§ **Task to complete**:
Could you return every line of the records below that contains the word "second"?

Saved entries
════════════════════
#[tokio::test]
async fn test_partial_run_loads_stored_keyframes() {
    let h = Harness::new();
    let subject_id = h.register("Signals 3").await;

    let first = StageSet::empty().with(Stage::Keyframes).with(Stage::Ocr);
    assert_eq!(
        h.pipeline().run(context(subject_id, first, false)).await,
        TaskOutcome::Completed
    );
    assert_eq!(h.media.extract_calls.load(Ordering::SeqCst), 1);

    let ctx = context(subject_id, StageSet::empty().with(Stage::Vector), false);
    let task_id = ctx.task_id;
    assert_eq!(h.pipeline().run(ctx).await, TaskOutcome::Completed);

    // No second extraction; the stored OCR text was embedded.
    assert_eq!(h.media.extract_calls.load(Ordering::SeqCst), 1);
    let handle = h.store.vector_index(subject_id).await.unwrap().unwrap();
    assert_eq!(handle.vector_count, 3);
    let logs = log_messages(&h.store, task_id).await;
    assert!(logs
        .iter()
        .any(|(_, m)| m == "loaded 3 keyframes from storage"));
}

#[tokio::test]
async fn test_summary_only_rerun_uses_stored_keyframes_and_cache() {
    let h = Harness::new();
    let subject_id = h.register("Signals 3").await;

    assert_eq!(
        h.pipeline()
            .run(context(subject_id, StageSet::all(), false))
            .await,
        TaskOutcome::Completed
    );
    let first = h.store.summary(subject_id).await.unwrap();
    let calls_after_full = h.inference.generate_call_count();
    let puts_after_full = h.cache.put_count();
    let summary_writes = h.store.summary_write_count();

    let ctx = context(subject_id, StageSet::empty().with(Stage::Summary), false);
    let task_id = ctx.task_id;
    assert_eq!(h.pipeline().run(ctx).await, TaskOutcome::Completed);

    // Nothing re-extracted; sections rebuilt from the stored keyframes.
    assert_eq!(h.media.extract_calls.load(Ordering::SeqCst), 1);
    let second = h.store.summary(subject_id).await.unwrap();
    assert_eq!(h.store.summary_write_count(), summary_writes + 1);
    assert_eq!(second.summary, "Transforms for signals and systems.");
    assert_eq!(second.sections.len(), first.sections.len());
    let covered: usize = second.sections.iter().map(|s| s.keyframe_count).sum();
    assert_eq!(covered, 3);

    // Every section came from the cache: one model call for the whole video.
    assert_eq!(h.inference.generate_call_count(), calls_after_full + 1);
    assert_eq!(h.cache.put_count(), puts_after_full);

    let logs = log_messages(&h.store, task_id).await;
    assert!(logs
        .iter()
        .any(|(_, m)| m == "loaded 3 keyframes from storage"));
    let cached = logs
        .iter()
        .filter(|(_, m)| m.starts_with("summary: using cached section summary"))
        .count();
    assert_eq!(cached, second.sections.len());
    assert!(!logs
        .iter()
        .any(|(_, m)| m.starts_with("summary: generating section summary")));
}

#[tokio::test]
async fn test_dependent_stage_without_keyframes_fails() {
    let h = Harness::new();
    let subject_id = h.register("Signals 3").await;

    let ctx = context(subject_id, StageSet::empty().with(Stage::Ocr), false);
    let task_id = ctx.task_id;
    match h.pipeline().run(ctx).await {
        TaskOutcome::Failed(message) => assert!(
            message.contains("no keyframes available for stage ocr"),
            "unexpected error: {message}"
        ),
        other => panic!("expected failure, got {other:?}"),
    }
    let logs = log_messages(&h.store, task_id).await;
    assert!(logs
        .iter()
        .any(|(level, m)| *level == LogLevel::Error && m.starts_with("task failed:")));
}

#[tokio::test]
async fn test_preview_writes_nothing_but_logs() {
    let h = Harness::new();
    let subject_id = h.register("Signals 3").await;

    let ctx = context(subject_id, StageSet::all(), true);
    let task_id = ctx.task_id;
    assert_eq!(h.pipeline().run(ctx).await, TaskOutcome::Completed);

    assert_eq!(h.store.artifact_write_count(), 0);
    assert!(h.store.load_keyframes(subject_id).await.unwrap().is_none());
    assert!(h.store.summary(subject_id).await.is_none());
    assert_eq!(h.cache.put_count(), 0);
    assert!(!h.indices.location_for(subject_id).exists());
    assert!(!h.config.keyframe_dir(subject_id).exists());

    // The summary was still generated, just not stored.
    assert!(h.inference.generate_call_count() >= 2);
    let logs = log_messages(&h.store, task_id).await;
    assert!(logs.iter().any(|(_, m)| m.starts_with("preview \"Signals 3\"")));
    assert_eq!(logs.last().unwrap().1, "task completed");
}

#[tokio::test]
async fn test_missing_video_fails_before_any_stage() {
    let h = Harness::new();
    let subject_id = h
        .register_path("Lost", PathBuf::from("/nonexistent/lecture.mp4"))
        .await;

    let ctx = context(subject_id, StageSet::all(), false);
    match h.pipeline().run(ctx).await {
        TaskOutcome::Failed(message) => assert!(message.contains("video file not found")),
        other => panic!("expected failure, got {other:?}"),
    }
    assert_eq!(h.media.extract_calls.load(Ordering::SeqCst), 0);
    assert_eq!(h.store.artifact_write_count(), 0);
}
════════════════════
§ **Exercise answer**:
    // No second extraction; the stored OCR text was embedded.
    let second = h.store.summary(subject_id).await.unwrap();
    assert_eq!(second.summary, "Transforms for signals and systems.");
    assert_eq!(second.sections.len(), first.sections.len());
    let covered: usize = second.sections.iter().map(|s| s.keyframe_count).sum();
    assert_eq!(cached, second.sections.len());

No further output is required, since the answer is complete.